Devplus: In your opinion, is it a good or bad characteristic of David’s, to use camera edits to enhance his image to a television audience?
David Acer: I realize that many people will disagree with me on this, and frankly, I can appreciate both sides of the argument, but from my perspective, if you're going to make a TV show, it's your responsibility to both the medium and the viewing audience to make the best possible piece of television you can. In David's case, once the tricks he chose to perform were in the can, there is absolutely no question that he had to use edits to enhance the impact of some of the effects.
HOWEVER, would it have been possible for David and his team to have chosen DIFFERENT effects that would NOT have required that kind of editing? Absolutely. Take, for example, the "think of any number" trick he performed in an earlier special. I don't think I'm making too big a leap here by assuming that he just tried the trick on as many passers-by as necessary until he finally got one who said the right number (and by the way, if that wasn't the method, it may as well have been). Now in editing, you have no choice if you've committed to doing that trick but to use the one take that worked. Unfortunately, it's also insultingly easy, and I expect more from people who are on a national stage.
Robby5000: Yeah I agree as well with David. Blaine has his own show and with the technology today they have the money and the time to make you think after every show "that was awesome". We have to remember regardless whether he has used camera effects or not he has to make a decent show and if you do come away saying "that was awesome" then it was all worth his while.

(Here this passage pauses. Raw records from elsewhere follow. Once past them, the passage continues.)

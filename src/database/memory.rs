use std::collections::HashMap;

use async_trait::async_trait;
use chrono::{DateTime, Utc};
use tokio::sync::RwLock;
use uuid::Uuid;

use crate::database::models::{CatalogItem, UserRecord};
use crate::database::store::{CatalogStore, StoreError, UserOrder, UserStore};
use crate::types::{Permissions, Resource, Role};

/// Process-local store used when no `DATABASE_URL` is configured, and by tests.
#[derive(Default)]
pub struct MemoryStore {
    users: RwLock<HashMap<Uuid, UserRecord>>,
    items: RwLock<HashMap<Uuid, CatalogItem>>,
}

impl MemoryStore {
    pub fn new() -> Self {
        Self::default()
    }
}

fn user_not_found(id: Uuid) -> StoreError {
    StoreError::NotFound(format!("User {} not found", id))
}

#[async_trait]
impl UserStore for MemoryStore {
    async fn insert_user(&self, user: UserRecord) -> Result<UserRecord, StoreError> {
        let mut users = self.users.write().await;
        if users.values().any(|u| u.email == user.email) {
            return Err(StoreError::Duplicate(user.email));
        }
        users.insert(user.id, user.clone());
        Ok(user)
    }

    async fn find_user(&self, id: Uuid) -> Result<Option<UserRecord>, StoreError> {
        Ok(self.users.read().await.get(&id).cloned())
    }

    async fn find_user_by_email(&self, email: &str) -> Result<Option<UserRecord>, StoreError> {
        let users = self.users.read().await;
        Ok(users.values().find(|u| u.email == email).cloned())
    }

    async fn consume_reset_token(
        &self,
        token_hash: &str,
        now: DateTime<Utc>,
    ) -> Result<Option<UserRecord>, StoreError> {
        let mut users = self.users.write().await;
        let Some(user) = users.values_mut().find(|u| {
            u.reset_token_hash.as_deref() == Some(token_hash)
                && u.reset_token_expires_at.is_some_and(|at| at > now)
        }) else {
            return Ok(None);
        };
        user.reset_token_hash = None;
        user.reset_token_expires_at = None;
        user.updated_at = now;
        Ok(Some(user.clone()))
    }

    async fn list_users(&self, order: UserOrder) -> Result<Vec<UserRecord>, StoreError> {
        let mut users: Vec<UserRecord> = self.users.read().await.values().cloned().collect();
        order.sort(&mut users);
        Ok(users)
    }

    async fn update_role(
        &self,
        id: Uuid,
        role: Role,
        permissions: Permissions,
    ) -> Result<UserRecord, StoreError> {
        let mut users = self.users.write().await;
        let user = users.get_mut(&id).ok_or_else(|| user_not_found(id))?;
        user.role = role;
        user.permissions = permissions;
        user.updated_at = Utc::now();
        Ok(user.clone())
    }

    async fn update_permissions(&self, id: Uuid, permissions: Permissions) -> Result<UserRecord, StoreError> {
        let mut users = self.users.write().await;
        let user = users.get_mut(&id).ok_or_else(|| user_not_found(id))?;
        user.permissions = permissions;
        user.updated_at = Utc::now();
        Ok(user.clone())
    }

    async fn set_reset_token(
        &self,
        id: Uuid,
        token_hash: Option<String>,
        expires_at: Option<DateTime<Utc>>,
    ) -> Result<(), StoreError> {
        let mut users = self.users.write().await;
        let user = users.get_mut(&id).ok_or_else(|| user_not_found(id))?;
        user.reset_token_hash = token_hash;
        user.reset_token_expires_at = expires_at;
        user.updated_at = Utc::now();
        Ok(())
    }

    async fn update_password(&self, id: Uuid, password_hash: String) -> Result<(), StoreError> {
        let mut users = self.users.write().await;
        let user = users.get_mut(&id).ok_or_else(|| user_not_found(id))?;
        user.password_hash = password_hash;
        user.reset_token_hash = None;
        user.reset_token_expires_at = None;
        user.updated_at = Utc::now();
        Ok(())
    }

    async fn health_check(&self) -> Result<(), StoreError> {
        Ok(())
    }
}

#[async_trait]
impl CatalogStore for MemoryStore {
    async fn list_items(&self, resource: Resource) -> Result<Vec<CatalogItem>, StoreError> {
        let mut items: Vec<CatalogItem> = self
            .items
            .read()
            .await
            .values()
            .filter(|i| i.resource == resource)
            .cloned()
            .collect();
        items.sort_by(|a, b| a.created_at.cmp(&b.created_at));
        Ok(items)
    }

    async fn find_item(&self, resource: Resource, id: Uuid) -> Result<Option<CatalogItem>, StoreError> {
        let items = self.items.read().await;
        Ok(items.get(&id).filter(|i| i.resource == resource).cloned())
    }

    async fn insert_item(&self, item: CatalogItem) -> Result<CatalogItem, StoreError> {
        self.items.write().await.insert(item.id, item.clone());
        Ok(item)
    }

    async fn update_item(&self, item: CatalogItem) -> Result<CatalogItem, StoreError> {
        let mut items = self.items.write().await;
        match items.get_mut(&item.id) {
            Some(existing) if existing.resource == item.resource => {
                *existing = item.clone();
                Ok(item)
            }
            _ => Err(StoreError::NotFound(format!("{} {} not found", item.resource, item.id))),
        }
    }

    async fn delete_item(&self, resource: Resource, id: Uuid) -> Result<(), StoreError> {
        let mut items = self.items.write().await;
        match items.get(&id) {
            Some(existing) if existing.resource == resource => {
                items.remove(&id);
                Ok(())
            }
            _ => Err(StoreError::NotFound(format!("{} {} not found", resource, id))),
        }
    }
}

#[cfg(test)]
mod tests {
    use super::*;
    use crate::types::PermissionFlags;

    fn user(email: &str) -> UserRecord {
        UserRecord::new("Test".to_string(), email.to_string(), "hash".to_string(), Role::User)
    }

    #[tokio::test]
    async fn rejects_duplicate_email() {
        let store = MemoryStore::new();
        store.insert_user(user("a@x.io")).await.unwrap();
        let err = store.insert_user(user("a@x.io")).await.unwrap_err();
        assert!(matches!(err, StoreError::Duplicate(_)));
    }

    #[tokio::test]
    async fn update_role_replaces_permissions() {
        let store = MemoryStore::new();
        let u = store.insert_user(user("a@x.io")).await.unwrap();

        let promoted = store
            .update_role(u.id, Role::Admin, Permissions::Granted(PermissionFlags::NONE))
            .await
            .unwrap();
        assert_eq!(promoted.role, Role::Admin);
        assert_eq!(promoted.permissions, Permissions::Granted(PermissionFlags::NONE));

        let missing = store.update_role(Uuid::new_v4(), Role::User, Permissions::FullAccess).await;
        assert!(matches!(missing, Err(StoreError::NotFound(_))));
    }

    #[tokio::test]
    async fn reset_token_is_claimed_once() {
        let store = MemoryStore::new();
        let u = store.insert_user(user("a@x.io")).await.unwrap();
        let now = Utc::now();
        store
            .set_reset_token(u.id, Some("digest".to_string()), Some(now + chrono::Duration::minutes(5)))
            .await
            .unwrap();

        let claimed = store.consume_reset_token("digest", now).await.unwrap().unwrap();
        assert_eq!(claimed.id, u.id);
        assert!(claimed.reset_token_hash.is_none());
        assert!(claimed.reset_token_expires_at.is_none());
        assert!(store.consume_reset_token("digest", now).await.unwrap().is_none());
    }

    #[tokio::test]
    async fn expired_reset_token_is_not_claimed() {
        let store = MemoryStore::new();
        let u = store.insert_user(user("a@x.io")).await.unwrap();
        let now = Utc::now();
        store
            .set_reset_token(u.id, Some("digest".to_string()), Some(now))
            .await
            .unwrap();

        assert!(store.consume_reset_token("digest", now).await.unwrap().is_none());
        assert!(store.consume_reset_token("other", now).await.unwrap().is_none());
    }

    #[tokio::test]
    async fn catalog_items_are_scoped_by_resource() {
        let store = MemoryStore::new();
        let now = Utc::now();
        let item = CatalogItem {
            id: Uuid::new_v4(),
            resource: Resource::Tools,
            title: "Notebook".to_string(),
            description: None,
            url: None,
            category: Some("Editors".to_string()),
            created_by: Uuid::new_v4(),
            created_at: now,
            updated_at: now,
        };
        store.insert_item(item.clone()).await.unwrap();

        assert_eq!(store.list_items(Resource::Tools).await.unwrap().len(), 1);
        assert!(store.find_item(Resource::Topics, item.id).await.unwrap().is_none());
        assert!(store.delete_item(Resource::Topics, item.id).await.is_err());
        store.delete_item(Resource::Tools, item.id).await.unwrap();
        assert!(store.list_items(Resource::Tools).await.unwrap().is_empty());
    }
}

One of my all time favourite Blaine tricks is Dragon Thread. I saw him use it on one of his shows where he doesn't say anything, he just does it in front of a crowd of people, that’s why I love it. There’s no need to explain what your doing or what your going to do, it's so visual.
Chabang: Is David Blaine the most influential innovative magician in the last few decades or dime-store magician who got lucky?
David Acer: Both, although I’m not sure I would use the term “innovative.” None of the tricks he does are his (which is absolutely fine, but does not speak to inventiveness), and the stunts, while magnificently publicized, are very much derivative of the kind of work Houdini was famous for.
Moreover, while David Blaine might have been influential from the standpoint of magicians, he has done little if anything to change the overall image of magic among laypeople. And I’m not suggesting that he doesn’t have fans, just that the classic, archetypal image of “magician” in most people’s minds remains unchanged, even after seeing a David Blaine special. They just perceive him as an anomaly, not a shift in the norm.
But I’m not trying to deride either David or his TV specials. He (along with some very creative consultants) has helped cut a new path for magicians, and ultimately, our discussions about him and his work on forums such as these will have absolutely no impact on whatever legacy he leaves.
Happy Toad: Hi David, thanks for your time on MB.
Staying with David Blaine, why do you think he has captured the imagination of so many of the public. He is clearly doing nothing original in terms of the effects that he does, so what is it that he does have?
David Acer: I think Richard Kaufman put it best – when David Blaine performs, he’s a blank slate upon which the viewer can imprint any meaning he wants - depth, wisdom, insight, whatever. Because David doesn’t present himself as anything, he can come across as everything.
The question now is, has that run its course with audiences? And if so, will David be able to reinvent himself, like so many actors, musicians and entertainers are forced to do, or will he be forever associated with one time, one medium, one style.